Há uma pessoa que faz coleção de areia. Viaja pelo mundo, e quando chega a uma praia marinha, às margens de um rio ou de um lago, a um deserto, a uma lande, recolhe um punhado de areia e leva consigo. A seu retorno esperam-na, alinhados em longas prateleiras, centenas de frascos de vidro, entre os quais a fina areia cinza de Balaton, aquela branquíssima do Golfo de Sião e aquela vermelha que o curso do Gâmbia deposita abaixo pelo Senegal, manifestam a sua não vasta gama de cores esfumaçadas e revelam uma uniformidade de superfície lunar, mesmo através das diferenças de granulosidade e consistência; do cascalho branco e negro do Cáspio que parece ainda ensopado de água salgada aos diminutos pedregulhos de Maratea, brancos e negros também esses, à sutil farinha branca salpicada de gotículas violetas de Turtle Bay, próximo a Malindi no Kênia.

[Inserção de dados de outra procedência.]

//! CLI Module
//!
//! Provides command-line interface functionality including:
//! - Exit codes for automation
//! - Text and JSON rendering of calibration updates

pub mod exit_codes;
pub mod output;

pub use exit_codes::{exit_code_description, print_exit_codes, CliResult, ExitCodes};
pub use output::{format_classification, format_update, OutputFormat};
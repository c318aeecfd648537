//! Output rendering for the command-line front-end
//!
//! Text output follows the classic calibration console: progress lines,
//! instructions, and one closing line with the outcome. JSON output emits
//! one object per line for scripting.

use crate::core::result::{ProgressReport, SessionResult};
use crate::core::statustext::DiagnosticEvent;
use serde_json::json;

/// CLI output format
#[derive(Debug, Clone, Copy, PartialEq, Eq, Default, clap::ValueEnum)]
pub enum OutputFormat {
    /// Human-readable text
    #[default]
    Text,
    /// One JSON object per line
    Json,
}

/// Render one calibration update
pub fn format_update(result: &SessionResult, report: &ProgressReport, format: OutputFormat) -> String {
    match format {
        OutputFormat::Text => update_text(result, report),
        OutputFormat::Json => {
            let mut value = json!({ "result": result.name() });
            if let SessionResult::Failed(reason) = result {
                value["reason"] = json!(reason);
            }
            if let Some(progress) = report.progress() {
                value["progress"] = json!(progress);
            }
            if let Some(text) = report.status_text() {
                value["status_text"] = json!(text);
            }
            value.to_string()
        }
    }
}

fn update_text(result: &SessionResult, report: &ProgressReport) -> String {
    match result {
        SessionResult::Next => {
            if let Some(progress) = report.progress() {
                format!("    Progress: {:.0}%", progress * 100.0)
            } else if let Some(text) = report.status_text() {
                format!("    Instruction: {}", text)
            } else {
                "    Working...".to_string()
            }
        }
        SessionResult::Success => "--- Calibration succeeded!".to_string(),
        other => format!("--- Calibration failed with: {}", other),
    }
}

/// Render a classified status line
pub fn format_classification(line: &str, event: &DiagnosticEvent, format: OutputFormat) -> String {
    match format {
        OutputFormat::Text => {
            let label = match event {
                DiagnosticEvent::None => "none".to_string(),
                DiagnosticEvent::Started => "started".to_string(),
                DiagnosticEvent::Done => "done".to_string(),
                DiagnosticEvent::Cancelled => "cancelled".to_string(),
                DiagnosticEvent::Failed(reason) => format!("failed({})", reason),
                DiagnosticEvent::Progress(fraction) => format!("progress({:.2})", fraction),
                DiagnosticEvent::Instruction(text) => format!("instruction({})", text),
            };
            format!("{:<24} {}", label, line)
        }
        OutputFormat::Json => json!({ "line": line, "classification": event }).to_string(),
    }
}
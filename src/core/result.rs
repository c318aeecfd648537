//! Calibration outcomes and progress reports
//!
//! Everything a calibration callback ever receives is built from the two
//! types in this module.

use serde::{Deserialize, Serialize};
use std::fmt;

/// Outcome delivered to a calibration callback
///
/// `Next` is the only non-terminal member. Every other variant ends the
/// session it was delivered for.
#[derive(Debug, Clone, PartialEq, Eq, Serialize, Deserialize)]
#[serde(tag = "result", content = "reason", rename_all = "snake_case")]
pub enum SessionResult {
    /// Calibration completed on the device
    Success,
    /// Progress update, more updates follow
    Next,
    /// Device reported a failure
    Failed(String),
    /// Calibration was cancelled on the device
    Cancelled,
    /// Another calibration is already running
    Busy,
    /// Device is armed, calibration refused
    ArmedRejection,
    /// No device to talk to
    NoDevice,
    /// Connection error while sending the command
    ConnectionError,
    /// Device denied the command
    CommandDenied,
    /// Device does not support the command
    Unsupported,
    /// Command was not acknowledged in time
    Timeout,
    /// Anything the command layer could not classify
    UnknownError,
}

impl SessionResult {
    /// Check if this outcome ends the session
    pub fn is_terminal(&self) -> bool {
        !matches!(self, Self::Next)
    }

    /// Check if this outcome is a successful completion
    pub fn is_success(&self) -> bool {
        matches!(self, Self::Success)
    }

    /// Short machine-friendly name
    pub fn name(&self) -> &'static str {
        match self {
            Self::Success => "success",
            Self::Next => "next",
            Self::Failed(_) => "failed",
            Self::Cancelled => "cancelled",
            Self::Busy => "busy",
            Self::ArmedRejection => "armed_rejection",
            Self::NoDevice => "no_device",
            Self::ConnectionError => "connection_error",
            Self::CommandDenied => "command_denied",
            Self::Unsupported => "unsupported",
            Self::Timeout => "timeout",
            Self::UnknownError => "unknown_error",
        }
    }
}

impl fmt::Display for SessionResult {
    fn fmt(&self, f: &mut fmt::Formatter<'_>) -> fmt::Result {
        match self {
            Self::Success => write!(f, "Success"),
            Self::Next => write!(f, "Next"),
            Self::Failed(reason) if reason.is_empty() => write!(f, "Calibration failed"),
            Self::Failed(reason) => write!(f, "Calibration failed: {}", reason),
            Self::Cancelled => write!(f, "Calibration cancelled"),
            Self::Busy => write!(f, "Calibration already in progress"),
            Self::ArmedRejection => write!(f, "Vehicle is armed"),
            Self::NoDevice => write!(f, "No device connected"),
            Self::ConnectionError => write!(f, "Connection error"),
            Self::CommandDenied => write!(f, "Command denied"),
            Self::Unsupported => write!(f, "Command unsupported"),
            Self::Timeout => write!(f, "Command timed out"),
            Self::UnknownError => write!(f, "Unknown error"),
        }
    }
}

/// Progress payload accompanying a callback
///
/// Holds at most one of a completion fraction or an instruction text.
#[derive(Debug, Clone, Default, PartialEq, Serialize, Deserialize)]
pub struct ProgressReport {
    #[serde(skip_serializing_if = "Option::is_none")]
    progress: Option<f32>,
    #[serde(skip_serializing_if = "Option::is_none")]
    status_text: Option<String>,
}

impl ProgressReport {
    /// Report without payload
    pub fn empty() -> Self {
        Self::default()
    }

    /// Completion fraction, clamped to `[0, 1]`
    ///
    /// Non-finite input produces an empty report.
    pub fn with_progress(fraction: f32) -> Self {
        if !fraction.is_finite() {
            return Self::empty();
        }
        Self {
            progress: Some(fraction.clamp(0.0, 1.0)),
            status_text: None,
        }
    }

    /// Instruction for the user
    pub fn with_instruction(text: impl Into<String>) -> Self {
        Self {
            progress: None,
            status_text: Some(text.into()),
        }
    }

    /// Completion fraction, if this report carries one
    pub fn progress(&self) -> Option<f32> {
        self.progress
    }

    /// Instruction text, if this report carries one
    pub fn status_text(&self) -> Option<&str> {
        self.status_text.as_deref()
    }

    /// Check if the report carries nothing
    pub fn is_empty(&self) -> bool {
        self.progress.is_none() && self.status_text.is_none()
    }
}

#[cfg(test)]
mod tests {
    use super::*;

    #[test]
    fn test_only_next_is_non_terminal() {
        assert!(!SessionResult::Next.is_terminal());
        for result in [
            SessionResult::Success,
            SessionResult::Failed("x".into()),
            SessionResult::Cancelled,
            SessionResult::Busy,
            SessionResult::ArmedRejection,
            SessionResult::NoDevice,
            SessionResult::ConnectionError,
            SessionResult::CommandDenied,
            SessionResult::Unsupported,
            SessionResult::Timeout,
            SessionResult::UnknownError,
        ] {
            assert!(result.is_terminal(), "{:?} should be terminal", result);
        }
    }

    #[test]
    fn test_progress_is_clamped() {
        assert_eq!(ProgressReport::with_progress(1.7).progress(), Some(1.0));
        assert_eq!(ProgressReport::with_progress(-0.2).progress(), Some(0.0));
        assert!(ProgressReport::with_progress(f32::NAN).is_empty());
    }

    #[test]
    fn test_single_payload() {
        let report = ProgressReport::with_instruction("Center sticks");
        assert_eq!(report.status_text(), Some("Center sticks"));
        assert_eq!(report.progress(), None);
    }

    #[test]
    fn test_display_failed_reason() {
        let result = SessionResult::Failed("stick not centered".into());
        assert_eq!(result.to_string(), "Calibration failed: stick not centered");
    }
}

Em uma exposição de coleções estranhas, ocorrida recentemente em Paris – coleções de sinos de vacas, de jogos de obstáculos, de tampas de garrafas, de assobios de terracota, de bilhetes ferroviários, de tops, de embalagens de rolos de carta higiênica, de distintivos colaboracionistas de ocupações, de rãs embalsamadas – a vitrine da coleção de areia era a menos chamativa, mas também a mais misteriosa, aquela que parecia possuir mais coisas a dizer, mesmo através do opaco silêncio aprisionado no vidro das ampolas.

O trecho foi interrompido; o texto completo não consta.